One reason it’s hard is that individual journals publish different numbers
of articles per year, and the typical mid-sized research library subscribes
to thousands of journals each year – some of them in large subject packages
or Big Deals, but hundreds or even thousands more as individual
subscriptions. (Notwithstanding the popular myth that academic libraries no
longer carry individual journal subscriptions.) It might be relatively easy
to say how many articles the library has paid for in a given year from any
one of those journals, but gathering the data for all of them would be a
real slog. (Not complicated work, but a lot of work.)



Another reason is that a very large number of the articles we pay for each
year are provided by third-party vendors like EBSCO and ProQuest in the
form of aggregated journal packages. The interesting thing about these
packages is that their content changes over time; a journal may be included
this year but replaced by a different one the next year—or even in the
middle of the year. We’re fine with that ambiguity because we don’t count
on these packages as reliable delivery systems for particular journals—we
use them as enormous bags of articles. So the point of Academic Search
Premier isn’t that it’s a good way to get reliable, continuous access to
Biology Journal X, but that it’s a reliable source of good biology
articles. As long as the package works well as a general undergraduate
research tool, we don’t care that much about which particular journals are
included. (We do care somewhat, but not the way we would if we were
subscribing to those journals specifically or in a subject package.)



These are just two of the factors that make it difficult for a library to
say, in any given year, how many articles it has paid for.



---

Rick Anderson

Assoc. Dean for Collections & Scholarly Communication

Marriott Library, University of Utah

Desk: (801) 587-9989

Cell: (801) 721-1687

[log in to unmask]



 From: JJE Esposito <[log in to unmask]>

Date: Sat, 2 Jun 2018 14:31:25 -0500

Ann,



Thanks for wrestling with the question. I will provide some background, but
first let me say that after your reference to Winnie the Pooh, I reminisced
a bit with Jefferson Airplane's "House at Pooneil Corners":



https://www.youtube.com/watch?v=9s_oAV9LtJE



Makes you just want to drop acid, doesn't it?

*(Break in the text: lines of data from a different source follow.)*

//! Subscribe/notify primitives.
//!
//! A [`Signal`] is a list of listeners. Emitting calls every listener with a
//! reference to the payload. Subscribing returns a [`Subscription`] that
//! detaches the listener when it is dropped or explicitly unsubscribed.

use std::fmt;
use std::sync::{Arc, Mutex, Weak};

type Listener<T> = Arc<dyn Fn(&T) + Send + Sync>;

struct SignalInner<T> {
    next_id: u64,
    listeners: Vec<(u64, Listener<T>)>,
}

/// A cloneable list of listeners for payloads of type `T`.
pub struct Signal<T> {
    inner: Arc<Mutex<SignalInner<T>>>,
}

impl<T: 'static> Signal<T> {
    /// Create a signal with no listeners.
    pub fn new() -> Self {
        Self {
            inner: Arc::new(Mutex::new(SignalInner {
                next_id: 0,
                listeners: Vec::new(),
            })),
        }
    }

    /// Register a listener.
    pub fn subscribe<F>(&self, f: F) -> Subscription
    where
        F: Fn(&T) + Send + Sync + 'static,
    {
        let id = {
            let mut guard = self.inner.lock().unwrap_or_else(|p| p.into_inner());
            let id = guard.next_id;
            guard.next_id += 1;
            guard.listeners.push((id, Arc::new(f)));
            id
        };

        let weak: Weak<Mutex<SignalInner<T>>> = Arc::downgrade(&self.inner);
        Subscription::new(move || {
            // Signal already dropped: nothing left to detach from.
            if let Some(inner) = weak.upgrade() {
                let mut guard = inner.lock().unwrap_or_else(|p| p.into_inner());
                guard.listeners.retain(|(lid, _)| *lid != id);
            }
        })
    }

    /// Call every listener with `payload`.
    ///
    /// Listeners are called outside the lock, so they may subscribe, unsubscribe
    /// or emit again.
    pub fn emit(&self, payload: &T) {
        let listeners: Vec<Listener<T>> = {
            let guard = self.inner.lock().unwrap_or_else(|p| p.into_inner());
            guard.listeners.iter().map(|(_, l)| Arc::clone(l)).collect()
        };
        for listener in listeners {
            listener(payload);
        }
    }

    /// Number of attached listeners.
    pub fn listener_count(&self) -> usize {
        self.inner
            .lock()
            .map(|guard| guard.listeners.len())
            .unwrap_or_default()
    }
}

impl<T: 'static> Default for Signal<T> {
    fn default() -> Self {
        Self::new()
    }
}

impl<T> Clone for Signal<T> {
    fn clone(&self) -> Self {
        Self {
            inner: Arc::clone(&self.inner),
        }
    }
}

impl<T> fmt::Debug for Signal<T> {
    fn fmt(&self, f: &mut fmt::Formatter<'_>) -> fmt::Result {
        f.debug_struct("Signal").finish_non_exhaustive()
    }
}

/// Handle to an attached listener.
///
/// Dropping the handle detaches the listener. Use [`Subscription::forget`] to
/// keep a listener attached for the lifetime of its signal.
#[must_use = "dropping a Subscription detaches the listener"]
pub struct Subscription {
    detach: Option<Box<dyn FnOnce() + Send + Sync>>,
}

impl Subscription {
    /// Wrap a detach callback.
    pub fn new<F>(detach: F) -> Self
    where
        F: FnOnce() + Send + Sync + 'static,
    {
        Self {
            detach: Some(Box::new(detach)),
        }
    }

    /// Detach the listener now.
    pub fn unsubscribe(mut self) {
        self.run_detach();
    }

    /// Keep the listener attached without holding the handle.
    pub fn forget(mut self) {
        self.detach = None;
    }

    fn run_detach(&mut self) {
        if let Some(detach) = self.detach.take() {
            detach();
        }
    }
}

impl Drop for Subscription {
    fn drop(&mut self) {
        self.run_detach();
    }
}

impl fmt::Debug for Subscription {
    fn fmt(&self, f: &mut fmt::Formatter<'_>) -> fmt::Result {
        f.debug_struct("Subscription")
            .field("attached", &self.detach.is_some())
            .finish()
    }
}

Back to the article count. I have been working on a project to facilitate a
negotiation, and have observed that neither party understands the key
issues of the other side. For publishers, for example, the essential
questions are: How much does it cost us to publish one article (the
editorial cost, which is the big one) and, How much do we make for each
article we publish? That last question is revenue across all customers
combined. For the large commercial publishers that figure is usually in the
$5,000-$6,000. For not-for-profit publishers it is usually much higher.
Mega-properties (Nature, Science) occupy an entirely different realm.
(Note: revenue is not the same thing as profit.) The biggest driver of
revenue per article is not price but the reach of global distribution
(because more customers means more revenue).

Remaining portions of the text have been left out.